2GB’s John Stanley & John Black 30th Dec, 2024

Category:Australia Votes,Demographics,National 2025Tags : 

I was interviewed by 2GB’s John Stanley this morning about my current predictions for the next federal election due before May 17, which currently puts Peter Dutton ahead in the race to win a majority of seats in the House of Representatives and hence form a Coalition Government with Peter Dutton as Prime Minister.

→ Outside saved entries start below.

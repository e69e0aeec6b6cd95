//! PDF report assembled with lopdf.
//!
//! One letter-size page: a title line and a four-column table of the
//! caller's newest visible projects, with a grey header band, white
//! header text and a ruled grid. Rows beyond the handler's cap never
//! reach this module.

use lopdf::{dictionary, Document, Object, Stream};
use sirius_db::models::project::ProjectExportRow;

use super::format_currency;

const TITLE: &str = "Reporte de Proyectos - Sirius";

const TABLE_HEADERS: [&str; 4] = ["Proyecto", "Cliente", "Estado", "Presupuesto"];

const PAGE_HEIGHT: f64 = 792.0;
const MARGIN: f64 = 50.0;
const ROW_HEIGHT: f64 = 20.0;
const TITLE_FONT_SIZE: f64 = 16.0;
const HEADER_FONT_SIZE: f64 = 10.0;
const BODY_FONT_SIZE: f64 = 9.0;

/// Column widths in points; together they fill the printable width of a
/// 612pt page inside the margins.
const COLUMN_WIDTHS: [f64; 4] = [170.0, 150.0, 90.0, 102.0];

/// Characters kept of the project name.
const NAME_CHARS: usize = 30;

/// Characters kept of the client display form.
const CLIENT_CHARS: usize = 25;

/// Build the one-page report for the given export rows.
pub fn build_projects_document(rows: &[ProjectExportRow]) -> Result<Vec<u8>, lopdf::Error> {
    let mut doc = Document::with_version("1.5");

    let pages_id = doc.new_object_id();
    let font_id = doc.new_object_id();
    let resources_id = doc.new_object_id();
    let content_id = doc.new_object_id();
    let page_id = doc.new_object_id();

    // Font
    doc.objects.insert(
        font_id,
        Object::Dictionary(dictionary! {
            "Type" => "Font",
            "Subtype" => "Type1",
            "BaseFont" => "Helvetica",
        }),
    );

    // Resources
    doc.objects.insert(
        resources_id,
        Object::Dictionary(dictionary! {
            "Font" => dictionary! {
                "F1" => font_id,
            },
        }),
    );

    // Content stream
    let content = page_content(rows);
    doc.objects.insert(
        content_id,
        Object::Stream(Stream::new(dictionary! {}, content.into_bytes())),
    );

    // Page
    doc.objects.insert(
        page_id,
        Object::Dictionary(dictionary! {
            "Type" => "Page",
            "Parent" => pages_id,
            "MediaBox" => vec![0.into(), 0.into(), 612.into(), 792.into()],
            "Resources" => resources_id,
            "Contents" => content_id,
        }),
    );

    // Pages
    doc.objects.insert(
        pages_id,
        Object::Dictionary(dictionary! {
            "Type" => "Pages",
            "Kids" => vec![page_id.into()],
            "Count" => 1,
        }),
    );

    // Catalog
    let catalog_id = doc.add_object(dictionary! {
        "Type" => "Catalog",
        "Pages" => pages_id,
    });
    doc.trailer.set("Root", catalog_id);

    let mut buffer = Vec::new();
    doc.save_to(&mut buffer)?;
    Ok(buffer)
}

/// Display cells for one table row.
fn table_cells(row: &ProjectExportRow) -> [String; 4] {
    [
        truncate_chars(&row.name, NAME_CHARS),
        truncate_chars(&row.client_display(), CLIENT_CHARS),
        row.status.label().to_string(),
        format_currency(row.total_budget, 0),
    ]
}

fn page_content(rows: &[ProjectExportRow]) -> String {
    let table_width: f64 = COLUMN_WIDTHS.iter().sum();
    let table_top = PAGE_HEIGHT - MARGIN - 40.0;
    let mut ops = String::new();

    // Title
    ops.push_str(&format!(
        "BT\n/F1 {TITLE_FONT_SIZE} Tf\n0 0 0 rg\n{MARGIN} {:.1} Td\n({}) Tj\nET\n",
        PAGE_HEIGHT - MARGIN - 12.0,
        escape_pdf_string(TITLE)
    ));

    // Header band
    ops.push_str(&format!(
        "0.5 0.5 0.5 rg\n{MARGIN} {:.1} {table_width} {ROW_HEIGHT} re f\n",
        table_top - ROW_HEIGHT
    ));
    for (column, header) in TABLE_HEADERS.iter().enumerate() {
        ops.push_str(&cell_text(
            header,
            column,
            table_top - ROW_HEIGHT,
            HEADER_FONT_SIZE,
            "1 1 1",
        ));
    }

    // Body rows
    for (index, row) in rows.iter().enumerate() {
        let cell_bottom = table_top - ROW_HEIGHT * (index as f64 + 2.0);
        for (column, text) in table_cells(row).iter().enumerate() {
            ops.push_str(&cell_text(text, column, cell_bottom, BODY_FONT_SIZE, "0 0 0"));
        }
    }

    // Grid
    let line_count = rows.len() + 1;
    let table_bottom = table_top - ROW_HEIGHT * line_count as f64;
    ops.push_str("0 0 0 RG\n1 w\n");
    for line in 0..=line_count {
        let y = table_top - ROW_HEIGHT * line as f64;
        ops.push_str(&format!(
            "{MARGIN} {y:.1} m {:.1} {y:.1} l S\n",
            MARGIN + table_width
        ));
    }
    let mut x = MARGIN;
    ops.push_str(&format!(
        "{x:.1} {table_top:.1} m {x:.1} {table_bottom:.1} l S\n"
    ));
    for width in COLUMN_WIDTHS {
        x += width;
        ops.push_str(&format!(
            "{x:.1} {table_top:.1} m {x:.1} {table_bottom:.1} l S\n"
        ));
    }

    ops
}

/// One centered cell text op. Helvetica's average glyph runs about half
/// the font size, close enough to center short table text.
fn cell_text(text: &str, column: usize, cell_bottom: f64, font_size: f64, color: &str) -> String {
    let col_x: f64 = MARGIN + COLUMN_WIDTHS[..column].iter().sum::<f64>();
    let escaped = escape_pdf_string(text);
    let approx_width = escaped.chars().count() as f64 * font_size * 0.5;
    let x = col_x + ((COLUMN_WIDTHS[column] - approx_width) / 2.0).max(2.0);
    let y = cell_bottom + 6.0;
    format!("BT\n/F1 {font_size} Tf\n{color} rg\n{x:.1} {y:.1} Td\n({escaped}) Tj\nET\n")
}

fn truncate_chars(value: &str, max: usize) -> String {
    value.chars().take(max).collect()
}

fn escape_pdf_string(s: &str) -> String {
    s.chars()
        .map(|c| match c {
            '(' => "\\(".to_string(),
            ')' => "\\)".to_string(),
            '\\' => "\\\\".to_string(),
            c if c.is_ascii() && !c.is_control() => c.to_string(),
            _ => " ".to_string(), // Replace non-ASCII with space for simplicity
        })
        .collect()
}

Here’s the link to my interview with John Stanley:

And here’s the link to my original predictions published this week in the Australian Financial Review New Year’s edition 🔗https://www.afr.com/politics/federal/it-looks-like-albo-might-need-that-beach-house-in-2025-20241227-p5l0ss

During the chat with John today we canvassed aggregated polling from Resolve Political Monitor published in the Sydney Morning Herald today 🔗https://www.smh.com.au/politics/federal/labor-loses-ground-in-biggest-states-but-albanese-still-has-edge-on-dutton-as-pm-20241219-p5kzrv.html  which confirmed the alarming drop in support for the Albanese Government late in 2024.

This currently puts Peter Dutton ahead in the race to win a majority of seats in House of Representatives with big gains in seats from New South Wales and Victoria.

This election just got interesting.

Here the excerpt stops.